По стилю Морской закон носит официальный характер, а по содержанию он значительно отличается от Юстиниановых дигест, т. е. от использованного Родосского закона об авариях, отражая на себе, очевидно, следы влияний позднейшего времени. В этом законе, например, устанавливается ответственность хозяина корабля, его наемщика и пассажиров за целость судна и груза; в случае бури или морского разбоя все они должны быть привлечены к возмещению убытков. Это было своего рода страхованием. Подобные особенности Морского закона объясняются тем, что со времени Ираклия, т. е. с VII века, морская торговля и вообще морское судоходство были сопряжены с большими опасностями ввиду морских нападений арабов и славян. Морские разбои стали обычным явлением, поэтому хозяева судов и купцы могли продолжать торговлю лишь на условии общности риска.

Время составления Морского закона может быть определено только приблизительно. Он, вероятнее всего, был составлен частными людьми между 600 и 800 годами. В любом случае, нет никаких оснований полагать, что происхождение Морского закона, Земледельческого закона и Военного было одинаковым. [+50]

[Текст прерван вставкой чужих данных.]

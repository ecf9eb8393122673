//! Ambient browser events and their forwarding to the peer.

use serde::Serialize;
use serde_json::{json, Value};
use tracing::trace;

use crate::bridge::Bridge;
use crate::link::Direction;

pub const MESSAGE_EVENT: &str = "message";
pub const DEVICE_ORIENTATION_EVENT: &str = "deviceorientation";
pub const ORIENTATION_CHANGE_EVENT: &str = "orientationchange";
pub const KEYDOWN_EVENT: &str = "keydown";

/// Events every bridge listens to for its whole life.
pub const LISTENED_EVENTS: [&str; 3] = [
    MESSAGE_EVENT,
    DEVICE_ORIENTATION_EVENT,
    ORIENTATION_CHANGE_EVENT,
];

/// Every name browsers use for the real fullscreen change event.
pub const FULLSCREEN_CHANGE_EVENTS: [&str; 5] = [
    "fullscreenchange",
    "fullscreenchanged",
    "webkitfullscreenchange",
    "MSFullscreenChange",
    "mozfullscreenchange",
];

pub const ESCAPE_KEY_CODE: u32 = 27;

/// One device orientation reading, in degrees.
#[derive(Debug, Clone, Copy, Default, PartialEq, Serialize)]
pub struct DeviceOrientation {
    pub alpha: Option<f64>,
    pub beta: Option<f64>,
    pub gamma: Option<f64>,
}

/// Screen rotation in degrees, from the screen orientation type when the
/// browser reports one, else from the legacy window orientation.
pub fn orientation_degrees(screen_type: Option<&str>, legacy: Option<i32>) -> i32 {
    match screen_type {
        Some("landscape-primary") => 90,
        Some("landscape-secondary") => -90,
        Some("portrait-secondary") => 180,
        Some("portrait-primary") => 0,
        _ => legacy.unwrap_or(0),
    }
}

impl Bridge {
    pub fn handle_device_orientation(&mut self, reading: DeviceOrientation) {
        self.forward_window_event(DEVICE_ORIENTATION_EVENT, json!(reading));
    }

    pub fn handle_orientation_change(&mut self, screen_type: Option<&str>, legacy: Option<i32>) {
        let orientation = orientation_degrees(screen_type, legacy);
        self.forward_window_event(
            ORIENTATION_CHANGE_EVENT,
            json!({ "orientation": orientation }),
        );
    }

    /// Report a visibility crossing of the watched element.
    pub fn handle_visibility_change(&mut self, visible: bool) {
        self.forward_window_event("visibilitychange", json!({ "isVisible": visible }));
    }

    /// Start (or restart) watching the element's visibility.
    ///
    /// Crossings are forwarded by [`Bridge::poll_visibility`], which every
    /// inbound message also runs.
    pub async fn observe_visibility(&mut self) -> bool {
        let threshold = self.config.visibility_threshold;
        self.visibility_crossings = self.capability.observe_visibility(threshold).await;
        self.visibility_crossings.is_some()
    }

    /// Forward every crossing reported since the last poll. Returns how
    /// many were forwarded.
    pub fn poll_visibility(&mut self) -> usize {
        let mut crossings = Vec::new();
        if let Some(receiver) = self.visibility_crossings.as_mut() {
            while let Ok(visible) = receiver.try_recv() {
                crossings.push(visible);
            }
        }
        for &visible in &crossings {
            self.handle_visibility_change(visible);
        }
        crossings.len()
    }

    /// Events go to the embedded frame when there is one, else to the host.
    fn forward_direction(&self) -> Option<Direction> {
        if self.child.is_some() {
            Some(Direction::Child)
        } else if self.parent.is_some() {
            Some(Direction::Parent)
        } else {
            None
        }
    }

    pub(crate) fn forward_window_event(&mut self, event_type: &str, props: Value) {
        if let Some(direction) = self.forward_direction() {
            self.forward(direction, direction.window_event_operation(), event_type, props);
        }
    }

    pub(crate) fn forward_document_event(&mut self, event_type: &str, props: Value) {
        if let Some(direction) = self.forward_direction() {
            self.forward(direction, direction.document_event_operation(), event_type, props);
        }
    }

    fn forward(&mut self, direction: Direction, operation: &str, event_type: &str, props: Value) {
        trace!(event_type, operation, "forwarding event");
        self.call(
            direction,
            operation,
            json!({ "eventType": event_type, "eventProps": props }),
        );
    }
}

#[cfg(test)]
mod tests {
    use framebridge_transport::Mailbox;
    use framebridge_viewport::memory::PolyfillBehavior;
    use serde_json::json;

    use crate::config::BridgeConfig;
    use crate::testing::{embed_bridge, host_bridge, Page};

    use super::*;

    fn calls(mailbox: &Mailbox, to: framebridge_transport::WindowId) -> Vec<(String, Value)> {
        mailbox
            .peek_for(to)
            .into_iter()
            .filter_map(|payload| {
                let name = payload["methodName"].as_str()?.to_string();
                let params = serde_json::from_str(payload["paramsJson"].as_str()?).ok()?;
                Some((name, params))
            })
            .collect()
    }

    #[test]
    fn orientation_from_screen_type() {
        assert_eq!(orientation_degrees(Some("landscape-primary"), Some(0)), 90);
        assert_eq!(orientation_degrees(Some("landscape-secondary"), None), -90);
        assert_eq!(orientation_degrees(Some("portrait-secondary"), None), 180);
        assert_eq!(orientation_degrees(Some("portrait-primary"), Some(90)), 0);
        assert_eq!(orientation_degrees(None, Some(-90)), -90);
        assert_eq!(orientation_degrees(Some("sideways"), None), 0);
    }

    #[test]
    fn host_forwards_window_events_to_child() {
        let mailbox = Mailbox::new();
        let page = Page::new(&mailbox);
        let mut host = host_bridge(&page, BridgeConfig::default());
        host.handle_message(&page.from_embed(json!("handshakeSucceeded")));
        mailbox.drain();

        host.handle_device_orientation(DeviceOrientation {
            alpha: Some(10.0),
            beta: Some(-5.5),
            gamma: None,
        });
        host.handle_orientation_change(Some("landscape-primary"), None);
        host.handle_visibility_change(false);

        assert_eq!(
            calls(&mailbox, page.embed),
            vec![
                (
                    "handleParentWindowEvent".to_string(),
                    json!({
                        "eventType": "deviceorientation",
                        "eventProps": {"alpha": 10.0, "beta": -5.5, "gamma": null}
                    })
                ),
                (
                    "handleParentWindowEvent".to_string(),
                    json!({"eventType": "orientationchange", "eventProps": {"orientation": 90}})
                ),
                (
                    "handleParentWindowEvent".to_string(),
                    json!({"eventType": "visibilitychange", "eventProps": {"isVisible": false}})
                ),
            ]
        );
    }

    #[test]
    fn embed_forwards_to_parent() {
        let mailbox = Mailbox::new();
        let page = Page::new(&mailbox);
        let mut embed = embed_bridge(&page, BridgeConfig::default());
        embed.handle_message(&page.from_host(json!("handshakeSucceeded")));
        mailbox.drain();

        embed.enter_full_browser();
        assert_eq!(
            calls(&mailbox, page.host),
            vec![(
                "handleChildDocumentEvent".to_string(),
                json!({"eventType": "fullbrowserchange", "eventProps": {"isFullBrowser": true}})
            )]
        );
    }

    #[tokio::test]
    async fn observe_visibility_uses_configured_threshold() {
        let mailbox = Mailbox::new();
        let page = Page::new(&mailbox);
        let config = BridgeConfig {
            visibility_threshold: 0.25,
            ..BridgeConfig::default()
        };
        let mut host = host_bridge(&page, config);
        assert!(host.observe_visibility().await);
        assert_eq!(page.host_env.visibility.threshold(), Some(0.25));
    }

    #[tokio::test]
    async fn observe_visibility_gives_up_without_polyfill() {
        let mailbox = Mailbox::new();
        let mut page = Page::new(&mailbox);
        page.host_env.visibility =
            framebridge_viewport::memory::MemoryVisibility::unsupported(PolyfillBehavior::Fails);
        let mut host = host_bridge(&page, BridgeConfig::default());
        assert!(!host.observe_visibility().await);
        assert_eq!(page.host_env.visibility.observe_calls(), 0);
    }

    #[tokio::test]
    async fn visibility_crossings_are_forwarded() {
        let mailbox = Mailbox::new();
        let page = Page::new(&mailbox);
        let mut host = host_bridge(&page, BridgeConfig::default());
        host.handle_message(&page.from_embed(json!("handshakeSucceeded")));
        assert!(host.observe_visibility().await);
        mailbox.drain();

        assert!(page.host_env.visibility.cross(true));
        assert!(page.host_env.visibility.cross(false));
        assert_eq!(host.poll_visibility(), 2);
        assert_eq!(host.poll_visibility(), 0);

        assert_eq!(
            calls(&mailbox, page.embed),
            vec![
                (
                    "handleParentWindowEvent".to_string(),
                    json!({"eventType": "visibilitychange", "eventProps": {"isVisible": true}})
                ),
                (
                    "handleParentWindowEvent".to_string(),
                    json!({"eventType": "visibilitychange", "eventProps": {"isVisible": false}})
                ),
            ]
        );
    }
}
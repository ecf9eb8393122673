//! Wire envelope codec for the framebridge protocol.
//!
//! Every message posted across the frame boundary is one of:
//! - a bare control token string (`"handshake"`, `"fullscr"`, ...)
//! - an operation call `{ methodName, paramsJson }`
//! - a correlated result `{ methodName: "return", returnKey, returnValue }`
//!
//! Decoding never fails loudly: anything that is not one of the above is
//! dropped by the receiver.

pub mod codec;
pub mod error;
pub mod token;

pub use codec::{
    decode, encode_call, encode_params, encode_return, is_private, try_decode, Arguments,
    Envelope, PRIVATE_MARKER, RETURN_OPERATION,
};
pub use error::{EnvelopeError, Result};
pub use token::ControlToken;
mod cmd;
mod exit;
mod logging;
mod output;

use clap::Parser;

use crate::cmd::Command;
use crate::logging::{init_logging, LogFormat, LogLevel};
use crate::output::OutputFormat;

#[derive(Parser, Debug)]
#[command(name = "framebridge", version, about = "Cross-frame bridge protocol tools")]
struct Cli {
    /// Output format.
    #[arg(long, value_name = "FORMAT", global = true)]
    format: Option<OutputFormat>,

    /// Log output format (stderr).
    #[arg(long, value_name = "FORMAT", default_value = "text", global = true)]
    log_format: LogFormat,

    /// Minimum log level (stderr).
    #[arg(long, value_name = "LEVEL", default_value = "info", global = true)]
    log_level: LogLevel,

    #[command(subcommand)]
    command: Command,
}

fn main() {
    let cli = Cli::parse();
    init_logging(cli.log_format, cli.log_level);

    let format = cli.format.unwrap_or_else(OutputFormat::default_for_stdout);
    let result = cmd::run(cli.command, format);

    match result {
        Ok(code) => std::process::exit(code),
        Err(err) => {
            eprintln!("error: {err}");
            std::process::exit(err.code);
        }
    }
}
use clap::{Args, Subcommand};

use crate::exit::CliResult;
use crate::output::OutputFormat;

pub mod decode;
pub mod encode;
pub mod simulate;
pub mod tokens;
pub mod version;

#[derive(Subcommand, Debug)]
pub enum Command {
    /// Decode a posted payload into a control token, call or return.
    Decode(DecodeArgs),
    /// Build the wire payload for a call or a return.
    Encode(EncodeArgs),
    /// List the bare control tokens and what receiving each one does.
    Tokens,
    /// Run a host page and an embedded frame in memory and trace the traffic.
    Simulate(SimulateArgs),
    /// Show version information.
    Version(VersionArgs),
}

pub fn run(command: Command, format: OutputFormat) -> CliResult<i32> {
    match command {
        Command::Decode(args) => decode::run(args, format),
        Command::Encode(args) => encode::run(args, format),
        Command::Tokens => tokens::run(format),
        Command::Simulate(args) => simulate::run(args, format),
        Command::Version(args) => version::run(args),
    }
}

#[derive(Args, Debug)]
pub struct DecodeArgs {
    /// Payload as posted: JSON, or a bare token. `-` reads stdin.
    pub payload: String,
}

#[derive(Args, Debug)]
pub struct EncodeArgs {
    /// Operation to call, or whose result is being returned.
    pub operation: String,
    /// Call parameters as JSON. An array is spread into positional arguments.
    #[arg(long, value_name = "JSON", conflicts_with = "return_value")]
    pub params: Option<String>,
    /// Encode a return envelope carrying this JSON value.
    #[arg(long, value_name = "JSON")]
    pub return_value: Option<String>,
}

#[derive(Args, Debug)]
pub struct SimulateArgs {
    /// URL of the host page.
    #[arg(long, default_value = "https://host.example/watch")]
    pub page: String,
    /// Source of the embedded frame; its origin scopes host messages.
    #[arg(long, default_value = "https://embed.example/player")]
    pub src: String,
    /// Referrer the frame reports.
    #[arg(long, default_value = "https://host.example/watch")]
    pub referrer: String,
    /// Host storage entry mirrored into the frame, stored as written (repeatable).
    #[arg(long = "storage", value_name = "KEY=VALUE")]
    pub storage: Vec<String>,
    /// Load the frame only after the host's first handshake was lost.
    #[arg(long)]
    pub late_embed: bool,
    /// Never load the frame; the awaited call runs into its timeout.
    #[arg(long, conflicts_with = "late_embed")]
    pub no_embed: bool,
    /// Enter and leave fullscreen on the host once connected.
    #[arg(long)]
    pub fullscreen: bool,
}

#[derive(Args, Debug)]
pub struct VersionArgs {
    /// Show extended build provenance.
    #[arg(long)]
    pub extended: bool,
}
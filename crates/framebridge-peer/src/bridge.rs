//! The bridge endpoint: one per embedded frame on the host side, one per
//! hosting window on the embed side.

use std::fmt;
use std::future::Future;

use framebridge_envelope::{decode, encode_return, Arguments, Envelope};
use framebridge_transport::{
    resolve_origin, EventTarget, InboundMessage, MessageTarget, Subscription, WindowId, ANY_ORIGIN,
};
use framebridge_viewport::{
    CapabilityAdapter, FullscreenHost, StyleTarget, Takeover, ViewportMeta, VisibilityHost,
};
use serde_json::Value;
use tokio::sync::mpsc;
use tokio::time::{timeout_at, Instant};
use tracing::{debug, info, trace, warn};
use url::Url;

use crate::config::BridgeConfig;
use crate::error::{PeerError, Result};
use crate::events::{FULLSCREEN_CHANGE_EVENTS, LISTENED_EVENTS};
use crate::fullscreen::PendingNative;
use crate::link::{Direction, HandshakeState, Link};
use crate::location::Location;
use crate::queue::QueueItem;
use crate::registry::OperationRegistry;
use crate::remote::ReturnSlots;
use crate::storage::{KeyValueStore, StorageItem, StorageMirror};

/// Browser collaborators a bridge drives.
pub struct HostParts {
    /// Where listener registrations are made.
    pub events: Box<dyn EventTarget>,
    /// Inline style of the element a takeover occupies the viewport with.
    pub style: Box<dyn StyleTarget>,
    /// The document's viewport meta tag.
    pub viewport: Box<dyn ViewportMeta>,
    pub fullscreen: Box<dyn FullscreenHost>,
    pub visibility: Option<Box<dyn VisibilityHost>>,
    /// Local key-value store; `None` starts on the in-memory fallback.
    pub storage: Option<Box<dyn KeyValueStore>>,
    pub location: Box<dyn Location>,
}

/// Identity reported by the embedded content through `onReady`.
#[derive(Debug, Clone, PartialEq, Eq)]
pub struct InstanceInfo {
    pub instance_id: String,
    pub class_name: String,
}

/// Builder for [`Bridge`].
pub struct BridgeBuilder {
    config: BridgeConfig,
    child: Option<Link>,
    parent: Option<Link>,
    registry: OperationRegistry,
}

impl BridgeBuilder {
    pub fn new() -> Self {
        Self {
            config: BridgeConfig::default(),
            child: None,
            parent: None,
            registry: OperationRegistry::with_builtins(),
        }
    }

    pub fn config(mut self, config: BridgeConfig) -> Self {
        self.config = config;
        self
    }

    /// Bridge to an embedded frame loaded from `src`. The origin outbound
    /// messages are scoped to is derived from `src`, resolving
    /// protocol-relative sources against `page`.
    pub fn child(self, target: impl MessageTarget + 'static, src: &str, page: Option<&Url>) -> Self {
        let origin = resolve_origin(src, page);
        self.child_with_origin(target, &origin)
    }

    /// Bridge to an embedded frame at a known origin.
    pub fn child_with_origin(mut self, target: impl MessageTarget + 'static, origin: &str) -> Self {
        self.child = Some(Link::new(
            Direction::Child,
            Box::new(target),
            origin.to_string(),
        ));
        self
    }

    /// Bridge to the hosting window, whose origin is not known.
    pub fn parent(self, target: impl MessageTarget + 'static) -> Self {
        self.parent_with_origin(target, ANY_ORIGIN)
    }

    pub fn parent_with_origin(mut self, target: impl MessageTarget + 'static, origin: &str) -> Self {
        self.parent = Some(Link::new(
            Direction::Parent,
            Box::new(target),
            origin.to_string(),
        ));
        self
    }

    /// Register an application operation alongside the built-ins.
    pub fn operation<F>(mut self, name: &str, handler: F) -> Result<Self>
    where
        F: Fn(&mut Bridge, Arguments) -> Option<Value> + 'static,
    {
        self.registry.register(name, handler)?;
        Ok(self)
    }

    /// Attach listeners and open every configured direction.
    pub fn build(self, host: HostParts) -> Bridge {
        let listeners = LISTENED_EVENTS
            .iter()
            .chain(FULLSCREEN_CHANGE_EVENTS.iter())
            .copied()
            .map(|event| host.events.add_listener(event))
            .collect();
        let storage = StorageMirror::new(host.storage, self.config.reserved_storage_prefix.clone());

        let mut bridge = Bridge {
            config: self.config,
            child: self.child,
            parent: self.parent,
            registry: self.registry,
            returns: ReturnSlots::new(),
            capability: CapabilityAdapter::new(host.fullscreen, host.visibility),
            style: host.style,
            viewport: host.viewport,
            takeover: Takeover::new(),
            full_screen: false,
            pending_native: None,
            visibility_crossings: None,
            storage,
            storage_pushed: false,
            location: host.location,
            events: host.events,
            listeners,
            escape_listener: None,
            instance: None,
        };

        info!(
            child = bridge.child.as_ref().map(Link::origin),
            parent = bridge.parent.is_some(),
            "bridge started"
        );
        for link in [bridge.child.as_mut(), bridge.parent.as_mut()]
            .into_iter()
            .flatten()
        {
            link.open();
        }
        bridge
    }
}

impl Default for BridgeBuilder {
    fn default() -> Self {
        Self::new()
    }
}

/// A bridge endpoint.
///
/// Dropping the bridge, directly or through [`Bridge::teardown`], releases
/// every listener registration and abandons queued calls.
pub struct Bridge {
    pub(crate) config: BridgeConfig,
    pub(crate) child: Option<Link>,
    pub(crate) parent: Option<Link>,
    registry: OperationRegistry,
    returns: ReturnSlots,
    pub(crate) capability: CapabilityAdapter,
    pub(crate) style: Box<dyn StyleTarget>,
    pub(crate) viewport: Box<dyn ViewportMeta>,
    pub(crate) takeover: Takeover,
    pub(crate) full_screen: bool,
    pub(crate) pending_native: Option<PendingNative>,
    pub(crate) visibility_crossings: Option<mpsc::UnboundedReceiver<bool>>,
    pub(crate) storage: StorageMirror,
    pub(crate) storage_pushed: bool,
    location: Box<dyn Location>,
    pub(crate) events: Box<dyn EventTarget>,
    listeners: Vec<Subscription>,
    pub(crate) escape_listener: Option<Subscription>,
    instance: Option<InstanceInfo>,
}

impl Bridge {
    pub fn builder() -> BridgeBuilder {
        BridgeBuilder::new()
    }

    pub fn config(&self) -> &BridgeConfig {
        &self.config
    }

    /// Handshake state toward `direction`, if that direction is bridged.
    pub fn link_state(&self, direction: Direction) -> Option<HandshakeState> {
        self.link(direction).map(Link::state)
    }

    /// Calls waiting for `direction` to become ready.
    pub fn queued(&self, direction: Direction) -> usize {
        self.link(direction).map(Link::queued).unwrap_or(0)
    }

    /// Identity reported through `onReady`, if any.
    pub fn instance(&self) -> Option<&InstanceInfo> {
        self.instance.as_ref()
    }

    /// Names of every remotely invocable operation.
    pub fn operations(&self) -> Vec<&str> {
        self.registry.names()
    }

    /// Number of listener registrations this bridge holds.
    pub fn listener_count(&self) -> usize {
        self.listeners.len() + usize::from(self.escape_listener.is_some())
    }

    pub(crate) fn link(&self, direction: Direction) -> Option<&Link> {
        match direction {
            Direction::Child => self.child.as_ref(),
            Direction::Parent => self.parent.as_ref(),
        }
    }

    pub(crate) fn link_mut(&mut self, direction: Direction) -> Option<&mut Link> {
        match direction {
            Direction::Child => self.child.as_mut(),
            Direction::Parent => self.parent.as_mut(),
        }
    }

    fn direction_of(&self, source: Option<WindowId>) -> Option<Direction> {
        let source = source?;
        [Direction::Child, Direction::Parent]
            .into_iter()
            .find(|direction| self.link(*direction).is_some_and(|link| link.id() == source))
    }

    /// Handle one inbound message event.
    pub fn handle_message(&mut self, message: &InboundMessage) {
        self.reap_native();
        self.poll_visibility();
        let Some(envelope) = decode(&message.data) else {
            return;
        };

        match envelope {
            Envelope::Return { key, value } => {
                if let Some(direction) = self.known_source(message) {
                    let woken = self.returns.resolve(direction, &key, value);
                    trace!(key = %key, direction = %direction, woken, "return received");
                }
            }
            Envelope::Control(token) => {
                if let Some(direction) = self.known_source(message) {
                    self.handle_control(direction, token);
                }
            }
            Envelope::Call { operation, params } => {
                if let Some(direction) = self.known_source(message) {
                    self.dispatch(direction, &operation, params);
                }
            }
        }
    }

    fn known_source(&self, message: &InboundMessage) -> Option<Direction> {
        let direction = self.direction_of(message.source);
        if direction.is_none() {
            debug!(origin = %message.origin, "message from unknown source ignored");
        }
        direction
    }

    /// Run a local operation on behalf of the peer in `direction`.
    ///
    /// Unknown and private names are dropped. A result is posted straight
    /// back to the caller.
    fn dispatch(&mut self, direction: Direction, operation: &str, params: Option<Value>) {
        let Some(handler) = self.registry.get(operation) else {
            debug!(operation, "dropping call to unknown operation");
            return;
        };
        trace!(operation, direction = %direction, "dispatching call");
        if let Some(result) = handler(self, Arguments::from_params(params)) {
            self.send_return(direction, operation, &result);
        }
    }

    fn send_return(&self, direction: Direction, operation: &str, value: &Value) {
        let Some(link) = self.link(direction) else {
            return;
        };
        let sent = encode_return(operation, value)
            .map_err(PeerError::from)
            .and_then(|message| link.post(&message));
        if let Err(err) = sent {
            warn!(operation, direction = %direction, error = %err, "failed to send return");
        }
    }

    /// Call `operation` on the peer in `direction`, queueing until that
    /// direction is ready. Returns false if the direction is not bridged.
    pub fn call(&mut self, direction: Direction, operation: &str, params: Value) -> bool {
        match self.link_mut(direction) {
            Some(link) => {
                link.call(QueueItem::new(operation, params));
                true
            }
            None => {
                debug!(operation, direction = %direction, "no peer in direction, call dropped");
                false
            }
        }
    }

    pub fn call_child(&mut self, operation: &str, params: Value) -> bool {
        self.call(Direction::Child, operation, params)
    }

    pub fn call_parent(&mut self, operation: &str, params: Value) -> bool {
        self.call(Direction::Parent, operation, params)
    }

    /// Call `operation` and wait for its result.
    ///
    /// The returned future resolves to `None` if no matching `return`
    /// arrives within the configured timeout, counted from this call. It
    /// does not borrow the bridge; the result is observed by
    /// [`Bridge::handle_message`].
    pub fn call_remote_and_await(
        &mut self,
        direction: Direction,
        operation: &str,
        params: Value,
    ) -> impl Future<Output = Option<Value>> + 'static {
        let deadline = Instant::now() + self.config.return_timeout;
        let receiver = self
            .link(direction)
            .is_some()
            .then(|| self.returns.subscribe(direction, operation));
        self.call(direction, operation, params);
        let operation = operation.to_string();

        async move {
            let receiver = receiver?;
            match timeout_at(deadline, receiver).await {
                Ok(Ok(value)) => Some(value),
                Ok(Err(_)) => None,
                Err(_) => {
                    debug!(operation = %operation, "no return before timeout");
                    None
                }
            }
        }
    }

    /// Live awaiters for `operation`'s result from `direction`.
    pub fn awaiting(&self, direction: Direction, operation: &str) -> usize {
        self.returns.waiting(direction, operation)
    }

    pub(crate) fn on_ready(&mut self, instance_id: &str, class_name: &str) {
        info!(instance_id, class_name, "embedded instance ready");
        self.instance = Some(InstanceInfo {
            instance_id: instance_id.to_string(),
            class_name: class_name.to_string(),
        });
    }

    pub fn set_local_storage_item(&mut self, key: &str, value: &Value) {
        self.storage.set(key, value);
    }

    pub fn set_local_storage_items(&mut self, items: &[StorageItem]) {
        for item in items {
            self.storage.set(&item.key, &item.value);
        }
    }

    pub fn local_storage_item(&mut self, key: &str) -> Option<Value> {
        self.storage.get(key)
    }

    pub fn local_storage_items(&mut self) -> Vec<StorageItem> {
        self.storage.items()
    }

    pub fn set_location(&mut self, url: &str) {
        debug!(url, "navigating");
        self.location.assign(url);
    }

    pub fn location(&self) -> String {
        self.location.href()
    }

    pub fn referrer(&self) -> String {
        self.location.referrer()
    }

    /// Detach from the page. Equivalent to dropping the bridge.
    pub fn teardown(self) {
        info!(listeners = self.listener_count(), "bridge torn down");
    }
}

impl fmt::Debug for Bridge {
    fn fmt(&self, f: &mut fmt::Formatter<'_>) -> fmt::Result {
        f.debug_struct("Bridge")
            .field("child", &self.child)
            .field("parent", &self.parent)
            .field("full_screen", &self.full_screen)
            .field("full_browser", &self.takeover.is_active())
            .field("storage", &self.storage)
            .field("instance", &self.instance)
            .finish()
    }
}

Несмотря на возвращение государей Македонской династии к нормам Юстинианова права, Морской закон продолжал действовать на практике и влиял на некоторых византийских юристов Х- XII веков. Сохранившаяся практика Морского закона указывает на то, что византийское торговое мореплавание после VII и VIII веков не могло подняться. Завладевшие позднее торговлей Средиземного моря итальянцы имели свое собственное морское право. С падением же византийской морской торговли вышел из употребления и Морской закон, так что в юридических памятниках XIII–XIV веков о нем уже упоминаний нет. [+51]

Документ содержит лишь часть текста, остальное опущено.